In silico phytochemicals analysis as inhibitors of the SARS-COV-2 main protease

Abstract

Background: The world population's full immunization with vaccines against SARS-CoV-2 is still challenging. Therefore, more research must be needed to find an active antiviral drug against the virus, including new mutated strains. Results: Therefore, this research analyzes 35 natural compounds isolated from various plants against SARS-CoV-2 main protease (Mpro) using an in silico strategy. According to the results, it was possible to identify promising molecules using a molecular docking strategy.
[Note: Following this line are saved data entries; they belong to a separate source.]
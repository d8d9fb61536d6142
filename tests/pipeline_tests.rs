//! # Decision Pipeline Tests
//!
//! End-to-end behaviour of the assess → enhance → validate decision on
//! synthetic images with known statistics.

mod test_helpers;

#[cfg(test)]
mod tests {
    use crate::test_helpers::*;
    use image::{DynamicImage, GrayImage};
    use shelf_enhancer::config::{PipelineConfig, QualityThresholds, ValidationThresholds};
    use shelf_enhancer::errors::EnhancementError;
    use shelf_enhancer::pipeline::{process_smart_enhancement, SmartEnhancer};
    use shelf_enhancer::preprocessing::{
        apply_clahe, assess_image_quality, image_from_raw, srgb_to_lab, validate_improvement,
        DecisionReason, QualityMetrics, Technique,
    };

    fn default_enhancer() -> SmartEnhancer {
        SmartEnhancer::new(PipelineConfig::default()).expect("default config is valid")
    }

    #[test]
    fn test_assessment_is_idempotent() {
        let thresholds = QualityThresholds::default();

        for image in [
            low_contrast_color(90, 70),
            noise_gray(64, 48, 0, 255, 7),
            well_exposed_gray(),
        ] {
            let first = assess_image_quality(&image, &thresholds).unwrap();
            let second = assess_image_quality(&image, &thresholds).unwrap();
            assert_eq!(first, second);
        }
    }

    #[test]
    fn test_well_exposed_image_is_returned_unmodified() {
        let image = well_exposed_gray();
        let metrics = assess_image_quality(&image, &QualityThresholds::default()).unwrap();

        assert!((metrics.contrast - 80.0).abs() < 1e-9);
        assert!((metrics.brightness - 128.0).abs() < 1e-9);
        assert!((metrics.sharpness - 149.707).abs() < 0.01);
        assert!(!metrics.needs_enhancement);

        let outcome = default_enhancer().process(&image).unwrap();
        assert!(!outcome.enhancement_applied);
        assert_eq!(outcome.technique_used, Technique::None);
        assert_eq!(outcome.reason, DecisionReason::ImageQualityAlreadyGood);
        assert!(outcome.improvement_analysis.is_none());
        assert_eq!(outcome.output_image, image);
    }

    #[test]
    fn test_low_contrast_image_triggers_enhancement() {
        let image = low_contrast_gray(256, 256);
        let config = PipelineConfig::default();

        let original = assess_image_quality(&image, &config.quality).unwrap();
        assert!(original.needs_enhancement);

        let candidate = apply_clahe(&image, &config.enhancement).unwrap();
        let enhanced = assess_image_quality(&candidate.image, &config.quality).unwrap();
        assert!(
            enhanced.contrast > original.contrast,
            "candidate contrast {:.2} should exceed original {:.2}",
            enhanced.contrast,
            original.contrast
        );

        let outcome = process_smart_enhancement(&image, &config).unwrap();
        assert!(outcome.enhancement_applied);
        assert_eq!(outcome.technique_used, Technique::Clahe);
        assert_eq!(outcome.reason, DecisionReason::EnhancementImproved);
        assert!(outcome.improvement_analysis.unwrap().improved);
        assert_ne!(outcome.output_image, image);
    }

    #[test]
    fn test_output_never_loses_contrast() {
        let enhancer = default_enhancer();
        let thresholds = QualityThresholds::default();

        let images = [
            low_contrast_gray(120, 80),
            low_contrast_color(64, 64),
            flat_gray(40, 40, 0),
            flat_gray(40, 40, 128),
            flat_gray(40, 40, 255),
            noise_gray(96, 96, 0, 255, 1),
            noise_gray(96, 96, 100, 110, 2),
            dark_gray(100, 60),
            gradient_gray(128, 32),
            well_exposed_gray(),
        ];

        for image in &images {
            let outcome = enhancer.process(image).unwrap();
            let output = assess_image_quality(&outcome.output_image, &thresholds).unwrap();
            assert!(
                output.contrast >= outcome.quality_assessment.contrast,
                "output contrast {:.3} below original {:.3}",
                output.contrast,
                outcome.quality_assessment.contrast
            );

            // Invariant linking the three outcome fields
            if outcome.enhancement_applied {
                assert_eq!(outcome.technique_used, Technique::Clahe);
                assert!(outcome.improvement_analysis.unwrap().improved);
            } else {
                assert_eq!(outcome.technique_used, Technique::None);
                assert_eq!(&outcome.output_image, image);
            }
        }
    }

    #[test]
    fn test_flat_image_is_measured_without_error() {
        let outcome = default_enhancer().process(&flat_gray(50, 50, 90)).unwrap();

        assert_eq!(outcome.quality_assessment.contrast, 0.0);
        assert_eq!(outcome.quality_assessment.sharpness, 0.0);
        assert!(outcome.quality_assessment.needs_enhancement);
        // Equalizing a flat image cannot raise its contrast
        assert!(!outcome.enhancement_applied);
        assert_eq!(outcome.reason, DecisionReason::EnhancementNotImproved);
    }

    #[test]
    fn test_color_image_keeps_its_chroma() {
        let image = low_contrast_color(128, 128);
        let outcome = default_enhancer().process(&image).unwrap();
        assert!(outcome.enhancement_applied, "colour test image should be enhanced");

        let input = image.to_rgb8();
        let output = outcome.output_image.to_rgb8();

        let mut compared = 0usize;
        let mut lightness_changed = false;
        for (before, after) in input.pixels().zip(output.pixels()) {
            // Clipped channels cannot carry the original chroma
            if after.0.iter().any(|&c| !(3..=252).contains(&c)) {
                continue;
            }
            compared += 1;

            let lab_before = srgb_to_lab(before.0);
            let lab_after = srgb_to_lab(after.0);
            assert!(
                (lab_before.a - lab_after.a).abs() < 3.0 && (lab_before.b - lab_after.b).abs() < 3.0,
                "chroma drifted: {:?} -> {:?}",
                lab_before,
                lab_after
            );
            if (lab_before.l - lab_after.l).abs() > 1.0 {
                lightness_changed = true;
            }
        }

        assert!(compared > (input.width() * input.height()) as usize * 9 / 10);
        assert!(lightness_changed);
    }

    #[test]
    fn test_empty_input_is_invalid() {
        let enhancer = default_enhancer();

        for image in [
            DynamicImage::ImageLuma8(GrayImage::new(0, 0)),
            DynamicImage::ImageLuma8(GrayImage::new(0, 10)),
            DynamicImage::ImageRgb8(image::RgbImage::new(10, 0)),
        ] {
            assert!(matches!(
                enhancer.process(&image),
                Err(EnhancementError::InvalidInput(_))
            ));
        }

        assert!(matches!(
            image_from_raw(0, 0, 3, Vec::new()),
            Err(EnhancementError::InvalidInput(_))
        ));
    }

    #[test]
    fn test_unsupported_layout_is_invalid_input() {
        let rgba = DynamicImage::ImageRgba8(image::RgbaImage::new(8, 8));
        assert!(matches!(
            default_enhancer().process(&rgba),
            Err(EnhancementError::InvalidInput(_))
        ));
    }

    #[test]
    fn test_marginal_gain_is_rejected() {
        let config = PipelineConfig {
            validation: ValidationThresholds {
                min_contrast_delta: 1000.0,
                ..Default::default()
            },
            ..Default::default()
        };
        let image = low_contrast_color(96, 64);
        let outcome = process_smart_enhancement(&image, &config).unwrap();

        let verdict = outcome.improvement_analysis.expect("enhancer ran");
        assert!(!verdict.improved);
        assert!(verdict.contrast_delta > 0.0);
        assert!(!outcome.enhancement_applied);
        assert_eq!(outcome.reason, DecisionReason::EnhancementNotImproved);
        assert_eq!(outcome.output_image, image);
    }

    #[test]
    fn test_sharpness_loss_is_rejected() {
        let original = QualityMetrics {
            contrast: 25.0,
            brightness: 120.0,
            sharpness: 400.0,
            needs_enhancement: true,
        };
        let blurred = QualityMetrics {
            contrast: 60.0,
            brightness: 122.0,
            sharpness: 250.0,
            needs_enhancement: false,
        };

        let verdict = validate_improvement(&original, &blurred, &ValidationThresholds::default());
        assert!(verdict.contrast_delta > 1.0);
        assert!(!verdict.improved);
    }

    #[test]
    fn test_every_outcome_carries_metrics() {
        let enhancer = default_enhancer();

        for image in [
            well_exposed_gray(),
            low_contrast_gray(64, 64),
            flat_gray(16, 16, 200),
        ] {
            let outcome = enhancer.process(&image).unwrap();
            assert!(outcome.processing_time_ms >= 0.0);
            assert!(outcome.quality_assessment.contrast.is_finite());

            let json = serde_json::to_value(outcome.metadata()).unwrap();
            assert!(json["quality_assessment"].is_object());
            assert!(json["processing_time_ms"].as_f64().unwrap() >= 0.0);
            assert_eq!(json["processor_version"], "2.0.0");
            assert_eq!(json["processing_approach"], "research_proven_clahe");
        }
    }

    #[test]
    fn test_noise_images_are_processed() {
        let enhancer = default_enhancer();

        let loud = noise_gray(128, 128, 0, 255, 42);
        let outcome = enhancer.process(&loud).unwrap();
        // Full-range noise has plenty of contrast and edge energy
        assert!(!outcome.quality_assessment.needs_enhancement);
        assert_eq!(outcome.output_image, loud);

        let quiet = noise_gray(128, 128, 100, 110, 42);
        let first = enhancer.process(&quiet).unwrap();
        let second = enhancer.process(&quiet).unwrap();
        assert_eq!(first.output_image, second.output_image);
        assert_eq!(first.improvement_analysis, second.improvement_analysis);
    }

    #[test]
    fn test_concurrent_calls_share_one_enhancer() {
        let enhancer = default_enhancer();
        let images: Vec<DynamicImage> = (0..4)
            .map(|i| noise_gray(80, 60, 90, 120, i))
            .collect();

        let sequential: Vec<_> = images
            .iter()
            .map(|image| enhancer.process(image).unwrap())
            .collect();

        let parallel: Vec<_> = std::thread::scope(|scope| {
            let handles: Vec<_> = images
                .iter()
                .map(|image| scope.spawn(|| enhancer.process(image).unwrap()))
                .collect();
            handles.into_iter().map(|h| h.join().unwrap()).collect()
        });

        for (a, b) in sequential.iter().zip(parallel.iter()) {
            assert_eq!(a.output_image, b.output_image);
            assert_eq!(a.quality_assessment, b.quality_assessment);
            assert_eq!(a.improvement_analysis, b.improvement_analysis);
        }
    }

    #[test]
    fn test_custom_thresholds_change_the_gate() {
        // A contrast floor above the image's own contrast forces it through the enhancer
        let strict = PipelineConfig {
            quality: QualityThresholds {
                contrast_min: 100.0,
                ..Default::default()
            },
            ..Default::default()
        };
        let outcome = process_smart_enhancement(&well_exposed_gray(), &strict).unwrap();
        assert!(outcome.quality_assessment.needs_enhancement);
        assert!(outcome.improvement_analysis.is_some());
    }
}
Furthermore, the results showed that the interaction of these molecules with protease-specific residues, including (2S)-Eriodictyol 7-O-(6''-O-galloyl)-beta-D-glucopyranoside (Trp207, Ser284, and Glu288), Hypericin (Glu166, Arg188, and Thr190), Calceolarioside B (Gly143, Ser144, Cys145, Glu166, Arg188, and Gln192), Epicatechin (Ser144, His163, and Leu167) and Myricitrin (Thr190) with ΔG was -8.5, -9.6, -8.5, -9.3 and -9.3 kcal/mol, respectively. In addition, analyzing all compounds for their ADME properties shows that compounds present an excellent pharmacokinetic profile. Conclusion: In conclusion, the results of this study indicated that these major natural compounds can be considered potential inhibitors of Mpro and should be further explored in vitro and in vivo in accordance with our data.